As the Prisoner is pursed through the Town Hall by the frenzied citizens screaming for blood, he becomes like that of a fox, being chased by a pack of baying hounds!
However the sentence is not carried out, by the court or the people.
With Number 6 there is a point beyond which the village authorities cannot go. After all “he” has a future with them.

Supervisor – Number 48
Height….5 feet 8 inches {approx}
Weight….160 lbs {approx]
Hair……..balding, light brown moustache
Age……..early forties {approx}
Nationality… English speaking
Village attire, black double breasted blazer, olive green polo neck jersey, grey trousers and deck shoes, this particular supervisor is not seen for long, he being the “night time” supervisor.
The familiar supervisor in leave perhaps, and this man is filing in for his, as the duty roster requires.

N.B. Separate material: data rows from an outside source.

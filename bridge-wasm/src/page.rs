//! Page entry point: builds the player service and wires the DOM to it.

use crate::binder::ObjectUrlBinder;
use crate::error::{js_message, to_js_error, WasmError, WasmResult};
use crate::lifecycle::DeferredInstallPrompt;
use crate::media::HtmlAudioMedia;
use crate::ui::{
    require, AlertNotifier, DomRenderer, ElementIds, FILE_REMOVE_CLASS, INDEX_ATTRIBUTE,
    TRACK_REMOVE_CLASS, TRACK_ROW_CLASS,
};
use crate::{init_runtime, load_config};
use bridge_traits::storage::UploadedFile;
use bridge_traits::ui::{Notice, Notifier};
use bytes::Bytes;
use core_async::spawn_detached;
use core_playback::PlaybackError;
use core_service::{
    shortcut_for, KeyCode, KeyInput, MediaEvent, PlayerDependencies, PlayerService, UiEvent,
};
use js_sys::{Promise, Uint8Array};
use std::sync::Arc;
use tracing::{debug, info, warn};
use wasm_bindgen::prelude::*;
use wasm_bindgen::JsCast;
use wasm_bindgen_futures::{future_to_promise, JsFuture};
use web_sys::{
    Document, DragEvent, Element, Event, EventTarget, File, FileList, HtmlElement,
    HtmlInputElement, KeyboardEvent, Window,
};

const SERVICE_WORKER_URL: &str = "/service-worker.js";
const INSTALL_LABEL: &str = "📱 Install App";
const DRAG_OVER_CLASS: &str = "drag-over";

/// JavaScript handle to a running player.
#[wasm_bindgen]
pub struct PlayerHandle {
    service: PlayerService,
}

#[wasm_bindgen]
impl PlayerHandle {
    /// Resolves to the current `{ current_index, is_playing, timer_seconds_remaining }`.
    pub fn state(&self) -> Promise {
        let service = self.service.clone();
        future_to_promise(async move {
            serde_wasm_bindgen::to_value(&service.state().await).map_err(to_js_error)
        })
    }

    /// Resolves to the current view snapshot.
    pub fn view(&self) -> Promise {
        let service = self.service.clone();
        future_to_promise(async move {
            serde_wasm_bindgen::to_value(&service.view().await).map_err(to_js_error)
        })
    }
}

/// Start the player on the current page.
///
/// `config_json` is an optional JSON configuration document; absent fields
/// take defaults.
#[wasm_bindgen]
pub fn start_player(config_json: Option<String>) -> Result<PlayerHandle, JsValue> {
    init_runtime();
    let config = load_config(config_json)?;
    let window = web_sys::window().ok_or_else(|| WasmError::Unavailable("window".to_string()))?;
    let document = window
        .document()
        .ok_or_else(|| WasmError::Unavailable("document".to_string()))?;
    let ids = ElementIds::default();

    let media = Arc::new(HtmlAudioMedia::new()?);
    let notifier = Arc::new(AlertNotifier::new(window.clone()));
    let renderer = Arc::new(DomRenderer::new(&document, &ids)?);
    let deps = PlayerDependencies::new(media.clone(), notifier.clone())
        .with_transient_binder(Arc::new(ObjectUrlBinder::new()))
        .with_renderer(renderer);
    let service = PlayerService::bootstrap(&config, deps).map_err(WasmError::from)?;

    let page = Page {
        service: service.clone(),
        document: document.clone(),
        ids,
        notifier,
        max_upload_bytes: config.player.max_upload_bytes,
    };
    page.wire_controls()?;
    page.wire_uploads()?;
    page.wire_playlist()?;
    page.wire_media(&media)?;
    page.wire_keyboard()?;
    page.wire_install(&window)?;
    register_service_worker(&window);

    info!("Player started");
    Ok(PlayerHandle { service })
}

#[derive(Clone)]
struct Page {
    service: PlayerService,
    document: Document,
    ids: ElementIds,
    notifier: Arc<AlertNotifier>,
    max_upload_bytes: u64,
}

impl Page {
    fn element(&self, id: &str) -> WasmResult<Element> {
        require(&self.document, id)
    }

    fn dispatch(&self, event: UiEvent) {
        let service = self.service.clone();
        spawn_detached(async move {
            service.dispatch(event).await;
        });
    }

    fn wire_controls(&self) -> WasmResult<()> {
        for (id, event) in [
            (&self.ids.play_pause, UiEvent::PlayPause),
            (&self.ids.previous, UiEvent::Previous),
            (&self.ids.next, UiEvent::Next),
        ] {
            let page = self.clone();
            listen(&self.element(id)?, "click", move |_| page.dispatch(event.clone()))?;
        }

        let timer_input = input(self.element(&self.ids.timer_input)?, &self.ids.timer_input)?;
        let page = self.clone();
        listen(&self.element(&self.ids.start_timer)?, "click", move |_| {
            page.dispatch(UiEvent::StartTimer(timer_input.value()))
        })?;

        let progress = input(self.element(&self.ids.progress)?, &self.ids.progress)?;
        let page = self.clone();
        listen(&progress.clone().into(), "input", move |_| {
            if let Ok(percent) = progress.value().parse::<f64>() {
                page.dispatch(UiEvent::Seek(percent));
            }
        })
    }

    fn wire_uploads(&self) -> WasmResult<()> {
        let file_input = input(self.element(&self.ids.file_input)?, &self.ids.file_input)?;
        let page = self.clone();
        listen(&file_input.clone().into(), "change", move |_| {
            if let Some(list) = file_input.files() {
                page.upload(list, UiEvent::FilesSelected);
            }
        })?;

        let area = self.element(&self.ids.upload_area)?;
        let body = self
            .document
            .body()
            .ok_or_else(|| WasmError::MissingElement("body".to_string()))?;
        for kind in ["dragenter", "dragover", "dragleave", "drop"] {
            listen(&area, kind, suppress_default)?;
            listen(&body, kind, suppress_default)?;
        }
        for (kind, highlighted) in [
            ("dragenter", true),
            ("dragover", true),
            ("dragleave", false),
            ("drop", false),
        ] {
            let target = area.clone();
            listen(&area, kind, move |_| {
                if let Err(err) = target
                    .class_list()
                    .toggle_with_force(DRAG_OVER_CLASS, highlighted)
                {
                    debug!(error = %js_message(&err), "Could not toggle drop highlight");
                }
            })?;
        }

        let page = self.clone();
        listen(&area, "drop", move |event| {
            let files = event
                .dyn_ref::<DragEvent>()
                .and_then(DragEvent::data_transfer)
                .and_then(|transfer| transfer.files());
            if let Some(list) = files {
                page.upload(list, UiEvent::FilesDropped);
            }
        })
    }

    /// Read every file and hand the batch to the service in one event.
    fn upload(&self, list: FileList, into_event: fn(Vec<UploadedFile>) -> UiEvent) {
        let files: Vec<File> = (0..list.length()).filter_map(|i| list.get(i)).collect();
        let page = self.clone();
        spawn_detached(async move {
            let mut uploads = Vec::with_capacity(files.len());
            for file in files {
                match page.read_file(&file).await {
                    Ok(upload) => uploads.push(upload),
                    Err(reason) => {
                        let error = PlaybackError::FileUnreadable {
                            file_name: file.name(),
                            reason,
                        };
                        warn!(%error, "Upload skipped");
                        page.notifier.notify(Notice::error(error.user_message()));
                    }
                }
            }
            page.service.dispatch(into_event(uploads)).await;
        });
    }

    /// Oversized files are passed on unread so validation can reject them
    /// without loading their contents.
    async fn read_file(&self, file: &File) -> Result<UploadedFile, String> {
        let size = file.size() as u64;
        if size > self.max_upload_bytes {
            return Ok(UploadedFile::new(file.name(), file.type_(), Bytes::new()).with_size(size));
        }
        let buffer = JsFuture::from(file.array_buffer())
            .await
            .map_err(|err| js_message(&err))?;
        let data = Uint8Array::new(&buffer).to_vec();
        Ok(UploadedFile::new(file.name(), file.type_(), Bytes::from(data)).with_size(size))
    }

    fn wire_playlist(&self) -> WasmResult<()> {
        let page = self.clone();
        listen(&self.element(&self.ids.playlist)?, "click", move |event| {
            if let Some(index) = clicked_index(&event, TRACK_REMOVE_CLASS) {
                page.dispatch(UiEvent::RemoveClicked(index));
            } else if let Some(index) = clicked_index(&event, TRACK_ROW_CLASS) {
                page.dispatch(UiEvent::TrackClicked(index));
            }
        })?;

        let page = self.clone();
        listen(&self.element(&self.ids.file_list)?, "click", move |event| {
            if let Some(index) = clicked_index(&event, FILE_REMOVE_CLASS) {
                page.dispatch(UiEvent::RemoveClicked(index));
            }
        })
    }

    fn wire_media(&self, media: &Arc<HtmlAudioMedia>) -> WasmResult<()> {
        let audio: EventTarget = media.element().clone().into();
        for (kind, signal) in [
            ("ended", MediaEvent::Ended),
            ("timeupdate", MediaEvent::TimeUpdate),
            ("loadedmetadata", MediaEvent::LoadedMetadata),
        ] {
            let service = self.service.clone();
            listen(&audio, kind, move |_| {
                let service = service.clone();
                spawn_detached(async move { service.handle_media(signal).await });
            })?;
        }

        let service = self.service.clone();
        let media = Arc::clone(media);
        listen(&audio, "error", move |_| {
            let service = service.clone();
            let kind = media.error_kind();
            spawn_detached(async move { service.handle_media(MediaEvent::Error(kind)).await });
        })
    }

    fn wire_keyboard(&self) -> WasmResult<()> {
        let page = self.clone();
        listen(&self.document.clone().into(), "keydown", move |event| {
            let Some(keyboard) = event.dyn_ref::<KeyboardEvent>() else {
                return;
            };
            let mut key = KeyInput::new(KeyCode::from_dom(&keyboard.code()));
            if keyboard.ctrl_key() {
                key = key.with_ctrl();
            }
            if keyboard.meta_key() {
                key = key.with_meta();
            }
            let focused = page.document.active_element().map(|element| element.id());
            if focused.as_deref() == Some(page.ids.timer_input.as_str()) {
                key = key.in_timer_input();
            }

            // The browser default has to be suppressed before dispatch yields.
            if shortcut_for(&key).is_some() {
                event.prevent_default();
                page.dispatch(UiEvent::Key(key));
            }
        })
    }

    fn wire_install(&self, window: &Window) -> WasmResult<()> {
        let button = self
            .document
            .create_element("button")?
            .dyn_into::<HtmlElement>()
            .map_err(|_| WasmError::Unavailable("button element".to_string()))?;
        button.set_text_content(Some(INSTALL_LABEL));
        button.set_class_name("install-btn");
        set_visible(&button, false);
        if let Some(header) = self.document.query_selector("header")? {
            header.append_child(&button)?;
        }

        let service = self.service.clone();
        let shown = button.clone();
        listen(&window.clone().into(), "beforeinstallprompt", move |event| {
            service.on_install_prompt_available(Arc::new(DeferredInstallPrompt::capture(event)));
            set_visible(&shown, true);
            info!("Install prompt ready");
        })?;

        let service = self.service.clone();
        let hidden = button.clone();
        listen(&window.clone().into(), "appinstalled", move |_| {
            service.install_prompt().on_installed();
            set_visible(&hidden, false);
        })?;

        let page = self.clone();
        let clicked = button.clone();
        listen(&button.into(), "click", move |_| {
            page.dispatch(UiEvent::InstallClicked);
            set_visible(&clicked, false);
        })
    }
}

fn register_service_worker(window: &Window) {
    let container = window.navigator().service_worker();
    spawn_detached(async move {
        match JsFuture::from(container.register(SERVICE_WORKER_URL)).await {
            Ok(_) => info!(url = SERVICE_WORKER_URL, "Service worker registered"),
            Err(err) => warn!(error = %js_message(&err), "Service worker registration failed"),
        }
    });
}

/// Playlist index carried by the nearest ancestor of the click target with
/// class `class`.
fn clicked_index(event: &Event, class: &str) -> Option<usize> {
    let target = event.target()?.dyn_into::<Element>().ok()?;
    let element = target.closest(&format!(".{class}")).ok()??;
    element.get_attribute(INDEX_ATTRIBUTE)?.parse().ok()
}

fn input(element: Element, id: &str) -> WasmResult<HtmlInputElement> {
    element
        .dyn_into::<HtmlInputElement>()
        .map_err(|_| WasmError::MissingElement(id.to_string()))
}

fn set_visible(element: &HtmlElement, visible: bool) {
    let display = if visible { "block" } else { "none" };
    if let Err(err) = element.style().set_property("display", display) {
        debug!(error = %js_message(&err), "Could not toggle visibility");
    }
}

fn suppress_default(event: Event) {
    event.prevent_default();
    event.stop_propagation();
}

fn listen(
    target: &EventTarget,
    kind: &str,
    handler: impl FnMut(Event) + 'static,
) -> WasmResult<()> {
    let closure = Closure::<dyn FnMut(Event)>::new(handler);
    target.add_event_listener_with_callback(kind, closure.as_ref().unchecked_ref())?;
    // Listeners stay attached for the life of the page.
    closure.forget();
    Ok(())
}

    In his domain of the control room, he watches as the doctor carries out one of his experiments upon the drugged, slumbering number 6.
The supervisor first shows concern that the doctor is using his control room for unauthorized purposes, “Shouldn’t you be doing this in the hospital?” “What about Number 2, has it been agreed?”
    Then as the experiment continues, he expresses his concern for the prisoner, warning “that if any damage comes to Number 6………”
   And then as Number 6, seen on the wall screen, fights with great will power against not to talking, the supervisor shouts out ‘stop, stop, you’ll damage the brain!’
A man with perhaps not the strongest of stomachs, but who is not looking for trouble from Number 2.